Foqus Technologies, Inc. · Class II · Cleared Apr 4, 2025
| K-number | K241982 |
| Device name | DeepFoqus (DeepFoqus-Accelerate) |
| Applicant | Foqus Technologies, Inc. |
| Product code | QIH |
| Device class | Class II |
| Decision date | Apr 4, 2025 |
| Decision | Substantially Equivalent |
| Regulation | 892.2050 |
DeepFoqus-Accelerate is an AI-powered software system that reconstructs brain MRI images from accelerated (up to 4x undersampled) scans to produce clinical-quality images comparable to standard unaccelerated scans. It accepts DICOM and HDF5 files from 1.5T or 3T Siemens and GE MRI scanners for T1, T2, and FLAIR sequences in sagittal, axial, or coronal orientations, intended for adult use only by professional MRI/radiology staff.

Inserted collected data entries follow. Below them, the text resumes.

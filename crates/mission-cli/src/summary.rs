//! Mission summary printed by `mission_info`.

use mission_core::{Geodesy, ManeuverKind, Mission, ShapeHint};
use serde::Serialize;
use std::fmt;

#[derive(Debug, Clone, PartialEq, Serialize)]
pub struct MissionSummary {
    pub name: Option<String>,
    pub steps: usize,
    pub waypoints: usize,
    pub sections: usize,
    pub parks: usize,
    pub actions: usize,
    pub shape: ShapeHint,
    pub length_m: f64,
    pub duration_s: f64,
    /// `None` when every section starts where the previous step ends
    pub link_error: Option<String>,
}

impl MissionSummary {
    pub fn new(name: Option<String>, mission: &Mission, geo: &dyn Geodesy) -> Self {
        let count = |kind: ManeuverKind| {
            mission
                .steps()
                .iter()
                .filter(|step| step.maneuver.kind() == kind)
                .count()
        };
        Self {
            name,
            steps: mission.len(),
            waypoints: count(ManeuverKind::Waypoint),
            sections: count(ManeuverKind::Section),
            parks: count(ManeuverKind::Park),
            actions: mission.steps().iter().map(|step| step.actions.len()).sum(),
            shape: ShapeHint::for_step_count(mission.len()),
            length_m: mission.length(geo),
            duration_s: mission.estimated_duration(geo),
            link_error: mission.check_section_links().err().map(|e| e.to_string()),
        }
    }
}

impl fmt::Display for MissionSummary {
    fn fmt(&self, f: &mut fmt::Formatter<'_>) -> fmt::Result {
        if let Some(name) = &self.name {
            writeln!(f, "Mission: {}", name)?;
        }
        writeln!(
            f,
            "Steps: {} ({} waypoints, {} sections, {} parks)",
            self.steps, self.waypoints, self.sections, self.parks
        )?;
        writeln!(f, "Actions: {}", self.actions)?;
        writeln!(f, "Shape: {:?}", self.shape)?;
        writeln!(f, "Length: {:.1} m", self.length_m)?;
        writeln!(f, "Estimated duration: {:.0} s", self.duration_s)?;
        match &self.link_error {
            None => write!(f, "Section links: ok"),
            Some(error) => write!(f, "Section links: {}", error),
        }
    }
}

The primary difference from the predicate device (SwiftMR) is the reconstruction algorithm: DeepFoqus-Accelerate uses ensembles of deep learning models (CNN and U-net architectures) to reconstruct accelerated image data, whereas SwiftMR uses convolutional neural network-based filtering for image enhancement. Both systems follow the same workflow (upload images, apply deep learning processing, export DICOM output) and neither directly interfaces with MRI equipment.
ISO 14971:2019 (risk management), IEC 62366-1:2015+AMD1:2020 (usability), IEC 62304:2006/A1:2016 (software development), NEMA PS 3.1-3.20 2022d (DICOM standard), ISO 15223-1:2021 (labeling), AAMI TIR 57:2016, AAMI TIR 97:2019, and AAMI SW96:2023.
Substantial equivalence is established through functional equivalence despite algorithmic differences. Both devices produce the same essential output (reconstructed/enhanced brain MRI images in DICOM format) for the same intended use. The algorithmic difference was validated through identical performance metrics (SSIM, PSNR, HaarPSI), phantom bench testing, artifact assessment, and clinical radiologist review—all showing comparable performance to the predicate. Direct comparison of major functionality demonstrated largely identical results, supporting that the different reconstruction methodology achieves equivalent clinical outcomes.